Call for restraint ahead of BMA meeting
By Tom Ireland, 10 March 2011
Groups representing GPs have urged the profession not to vote for all-out opposition to the Health Bill at a BMA special representative meeting in London next week.
Professor Field: GPs should influence the reforms, not issue threats (Photograph: P Hill)
The emergency meeting, on 15 March, will debate the NHS reforms and shape the BMA's response to the Health Bill.
GP leaders from the BMA, the NHS Alliance, the Family Doctor Association (FDA) and the National Association of Primary Care (NAPC) called for GPs to try to influence the reforms, not block them.
Former RCGP chairman Professor Steve Field, who chairs a DoH stakeholder board that brings together leading GPs, said 'working and talking through issues is far better than standing up and threatening'.
His call comes as momentum against the Health Bill continues to build ahead of the BMA meeting.
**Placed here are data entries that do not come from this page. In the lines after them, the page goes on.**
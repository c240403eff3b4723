//! Alert engine: evaluates rules for a parcel and keeps alert state in sync.
//!
//! Every evaluation looks at all alert types. A triggered rule opens an alert
//! or refreshes the active one of that type; a rule that is clear resolves
//! the active one; an inconclusive rule leaves it alone. Opened and resolved
//! alerts are published through the [`AlertSink`], and so is a refresh that
//! changes severity. A refresh at the same severity is only stored.

pub mod rules;

use std::sync::Arc;

use chrono::{DateTime, Duration, NaiveDate, Utc};
use monitor_core::{
    latest_per_date, Alert, AlertType, ParcelId, PeriodType, RawObservation, Result,
    TimeSeriesPoint,
};
use redpanda::AlertSink;
use state_store::{AlertStore, ObservationStore, SeriesStore, Store};
use telemetry::metrics;
use tracing::{debug, error, info};
use uuid::Uuid;

pub use rules::{AlertRules, RuleResult};

/// Alert changes made by one evaluation.
#[derive(Debug, Clone, Default, PartialEq, Eq)]
pub struct EvaluationSummary {
    pub opened: usize,
    pub updated: usize,
    pub resolved: usize,
}

impl EvaluationSummary {
    fn absorb(&mut self, other: EvaluationSummary) {
        self.opened += other.opened;
        self.updated += other.updated;
        self.resolved += other.resolved;
    }
}

/// Inputs the rules read, gathered as of one date.
#[derive(Debug, Clone, PartialEq)]
pub struct RuleInputs {
    pub as_of: NaiveDate,
    pub latest: f64,
    /// Daily means in the window before `as_of`
    pub baseline: Vec<f64>,
    /// Last daily means up to and including `as_of`
    pub recent: Vec<f64>,
    /// Last weekly averages starting on or before `as_of`
    pub weekly: Vec<f64>,
}

impl RuleInputs {
    pub fn evaluate(&self, rules: &AlertRules) -> [(AlertType, RuleResult); 3] {
        let latest_anomaly = rules::is_anomaly(rules, self.latest, &self.baseline);
        let decline = rules::vegetation_decline(rules, self.latest, &self.baseline);
        [
            (AlertType::VegetationDecline, decline),
            (AlertType::SustainedLowNdvi, rules::sustained_low(rules, &self.recent)),
            (
                AlertType::DroughtRisk,
                rules::drought_risk(rules, &self.weekly, latest_anomaly),
            ),
        ]
    }
}

pub struct AlertEngine {
    store: Arc<dyn Store>,
    sink: Arc<dyn AlertSink>,
    rules: AlertRules,
}

impl AlertEngine {
    pub fn new(store: Arc<dyn Store>, sink: Arc<dyn AlertSink>, rules: AlertRules) -> Self {
        Self { store, sink, rules }
    }

    pub fn rules(&self) -> &AlertRules {
        &self.rules
    }

    /// Evaluates the parcel as of the observation's date.
    pub async fn evaluate_observation(
        &self,
        observation: &RawObservation,
        now: DateTime<Utc>,
    ) -> Result<EvaluationSummary> {
        if observation.index_type != self.rules.rule_index {
            return Ok(EvaluationSummary::default());
        }
        self.evaluate_parcel(observation.parcel_id, observation.acquisition_date, now)
            .await
    }

    /// Evaluates the parcel as of its latest observation in or before the
    /// point's period.
    pub async fn evaluate_series_point(
        &self,
        point: &TimeSeriesPoint,
        now: DateTime<Utc>,
    ) -> Result<EvaluationSummary> {
        if point.index_type != self.rules.rule_index || point.period_type != PeriodType::Week {
            return Ok(EvaluationSummary::default());
        }
        let latest = self
            .store
            .recent_daily(point.parcel_id, point.index_type, point.period_end, 1)
            .await?;
        match latest.first() {
            Some(obs) => {
                self.evaluate_parcel(point.parcel_id, obs.acquisition_date, now)
                    .await
            }
            None => Ok(EvaluationSummary::default()),
        }
    }

    /// Gathers rule inputs from the store. `None` without an observation on
    /// `as_of`.
    pub async fn inputs(&self, parcel_id: ParcelId, as_of: NaiveDate) -> Result<Option<RuleInputs>> {
        let index = self.rules.rule_index;
        let recent = self
            .store
            .recent_daily(parcel_id, index, as_of, self.rules.sustained_low_count.max(1))
            .await?;
        let Some(latest) = recent.last().filter(|o| o.acquisition_date == as_of) else {
            return Ok(None);
        };
        let latest = latest.mean;

        let window_start = as_of - Duration::days(i64::from(self.rules.window_days));
        let baseline = match as_of.pred_opt() {
            Some(day_before) if window_start <= day_before => {
                let window = self
                    .store
                    .observations_between(parcel_id, index, window_start, day_before)
                    .await?;
                latest_per_date(&window).iter().map(|o| o.mean).collect()
            }
            _ => Vec::new(),
        };

        let weekly = self
            .store
            .recent_points(parcel_id, index, PeriodType::Week, as_of, self.rules.drought_weeks)
            .await?
            .iter()
            .map(|p| p.avg_value)
            .collect();

        Ok(Some(RuleInputs {
            as_of,
            latest,
            baseline,
            recent: recent.iter().map(|o| o.mean).collect(),
            weekly,
        }))
    }

    /// Runs every rule for the parcel as of `as_of` and reconciles alerts.
    pub async fn evaluate_parcel(
        &self,
        parcel_id: ParcelId,
        as_of: NaiveDate,
        now: DateTime<Utc>,
    ) -> Result<EvaluationSummary> {
        let Some(inputs) = self.inputs(parcel_id, as_of).await? else {
            debug!(parcel_id = %parcel_id, as_of = %as_of, "No observation to evaluate");
            return Ok(EvaluationSummary::default());
        };

        let mut summary = EvaluationSummary::default();
        for (alert_type, result) in inputs.evaluate(&self.rules) {
            summary.absorb(self.apply(parcel_id, alert_type, result, now).await?);
        }
        Ok(summary)
    }

    async fn apply(
        &self,
        parcel_id: ParcelId,
        alert_type: AlertType,
        result: RuleResult,
        now: DateTime<Utc>,
    ) -> Result<EvaluationSummary> {
        let mut summary = EvaluationSummary::default();
        let active = self.store.active_alert(parcel_id, alert_type).await?;

        match (result, active) {
            (RuleResult::Triggered(trigger), Some(mut alert)) => {
                let previous = alert.severity;
                alert.refresh(trigger, now)?;
                self.store.save_alert(&alert).await?;
                metrics().alerts_updated.inc();
                summary.updated += 1;
                if alert.severity != previous {
                    info!(
                        alert_id = %alert.id,
                        parcel_id = %parcel_id,
                        alert_type = %alert_type,
                        from = ?previous,
                        to = ?alert.severity,
                        "Alert severity changed"
                    );
                    self.publish(&alert).await;
                } else {
                    debug!(alert_id = %alert.id, parcel_id = %parcel_id, alert_type = %alert_type, "Alert refreshed");
                }
            }
            (RuleResult::Triggered(trigger), None) => {
                let alert = Alert::open(parcel_id, trigger, now);
                self.store.save_alert(&alert).await?;
                metrics().alerts_opened.inc();
                summary.opened += 1;
                info!(
                    alert_id = %alert.id,
                    parcel_id = %parcel_id,
                    alert_type = %alert_type,
                    severity = ?alert.severity,
                    anomaly = alert.anomaly,
                    "Alert opened"
                );
                self.publish(&alert).await;
            }
            (RuleResult::Clear, Some(mut alert)) => {
                alert.resolve(now)?;
                self.store.save_alert(&alert).await?;
                metrics().alerts_resolved.inc();
                summary.resolved += 1;
                info!(alert_id = %alert.id, parcel_id = %parcel_id, alert_type = %alert_type, "Alert resolved");
                self.publish(&alert).await;
            }
            (RuleResult::Clear, None) | (RuleResult::Inconclusive, _) => {}
        }

        Ok(summary)
    }

    /// External `open -> acknowledged`.
    pub async fn acknowledge(&self, alert_id: Uuid) -> Result<Alert> {
        let alert = self.store.acknowledge_alert(alert_id).await?;
        self.publish(&alert).await;
        Ok(alert)
    }

    async fn publish(&self, alert: &Alert) {
        if let Err(e) = self.sink.publish(alert).await {
            metrics().alert_publish_errors.inc();
            error!(
                alert_id = %alert.id,
                sink = self.sink.name(),
                error = %e,
                "Failed to publish alert"
            );
        }
    }
}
A BMA poll last week found widespread opposition to the reforms among doctors. A regional BMA meeting in London last month rejected the Bill 'in its entirety', and some BMA members plan 'days of action' to disrupt the reforms.
Professor Field said GPs who have been calling for clinical commissioning for years are 'feeling pushed to one side'.
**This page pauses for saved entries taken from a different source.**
//! Alert publisher writing JSON records to a Redpanda topic via rskafka.

use crate::config::RedpandaConfig;
use crate::sink::{record_key, AlertSink};
use async_trait::async_trait;
use chrono::Utc;
use monitor_core::{Alert, Error, Result};
use rskafka::client::{
    partition::{Compression, PartitionClient, UnknownTopicHandling},
    ClientBuilder,
};
use rskafka::record::Record;
use std::collections::BTreeMap;
use std::sync::Arc;
use telemetry::health;
use tokio::sync::RwLock;
use tracing::{debug, error};

/// Publishes alerts to `config.topic`, partition 0.
///
/// The broker connection is opened on first publish and dropped after a
/// failed produce so the next publish reconnects.
pub struct RedpandaSink {
    config: RedpandaConfig,
    client: RwLock<Option<Arc<PartitionClient>>>,
}

impl RedpandaSink {
    pub fn new(config: RedpandaConfig) -> Self {
        Self {
            config,
            client: RwLock::new(None),
        }
    }

    pub fn config(&self) -> &RedpandaConfig {
        &self.config
    }

    /// Gets the cached partition client or connects a new one.
    async fn get_client(&self) -> Result<Arc<PartitionClient>> {
        {
            let client = self.client.read().await;
            if let Some(client) = client.as_ref() {
                return Ok(client.clone());
            }
        }

        let mut slot = self.client.write().await;
        if let Some(client) = slot.as_ref() {
            return Ok(client.clone());
        }

        let client = ClientBuilder::new(vec![self.config.broker_string()])
            .build()
            .await
            .map_err(|e| Error::internal(format!("Failed to connect: {}", e)))?;

        let partition_client = client
            .partition_client(self.config.topic.clone(), 0, UnknownTopicHandling::Retry)
            .await
            .map_err(|e| Error::internal(format!("Failed to get partition client: {}", e)))?;

        let partition_client = Arc::new(partition_client);
        *slot = Some(partition_client.clone());
        Ok(partition_client)
    }

    fn compression(&self) -> Compression {
        match self.config.compression.as_str() {
            "gzip" => Compression::Gzip,
            "snappy" => Compression::Snappy,
            "lz4" => Compression::Lz4,
            "zstd" => Compression::Zstd,
            _ => Compression::NoCompression,
        }
    }
}

/// Builds the topic record for an alert.
pub fn alert_record(alert: &Alert) -> Result<Record> {
    let payload = serde_json::to_vec(alert)?;
    Ok(Record {
        key: Some(record_key(alert).into_bytes()),
        value: Some(payload),
        headers: BTreeMap::from([(
            "status".to_string(),
            serde_json::to_vec(&alert.status)?,
        )]),
        timestamp: Utc::now(),
    })
}

#[async_trait]
impl AlertSink for RedpandaSink {
    async fn publish(&self, alert: &Alert) -> Result<()> {
        let record = alert_record(alert)?;
        let client = match self.get_client().await {
            Ok(client) => client,
            Err(e) => {
                health().alert_bus.set_unhealthy(e.to_string());
                return Err(e);
            }
        };

        match client.produce(vec![record], self.compression()).await {
            Ok(offsets) => {
                health().alert_bus.set_healthy();
                debug!(
                    topic = %self.config.topic,
                    alert_id = %alert.id,
                    offset = ?offsets.first(),
                    "Published alert"
                );
                Ok(())
            }
            Err(e) => {
                error!(topic = %self.config.topic, alert_id = %alert.id, "Failed to publish alert: {}", e);
                health().alert_bus.set_unhealthy(e.to_string());
                *self.client.write().await = None;
                Err(Error::internal(format!("Failed to produce: {}", e)))
            }
        }
    }

    fn name(&self) -> &str {
        "redpanda"
    }
}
NHS Alliance chairman Dr Michael Dixon said opposing the whole Health Bill would be 'both inept and wrong'. 'GP commissioning is the best opportunity that will ever be given to general practice,' he said.
Last week, under pressure from the BMA, health secretary Andrew Lansley agreed to change the Health Bill so providers cannot compete on price.
GPC chairman Dr Laurence Buckman said the decision showed what talking with government could achieve. 'I ask those who want all-out opposition, what does that mean? We think we have to keep on talking to the government,' he said.
He warned the reforms 'will not go away' if the BMA takes a more aggressive stance.
FDA chairman Dr Peter Swinyard said if GPs do not help implement the reforms 'we will lose all the chances we have to improve services'.
NAPC chairman Dr Johnny Marshall said GPs' concerns will be heard if they 'aim to improve quality'. 'Price competition is a good example - we said we don't want it because it compromises quality,' he said.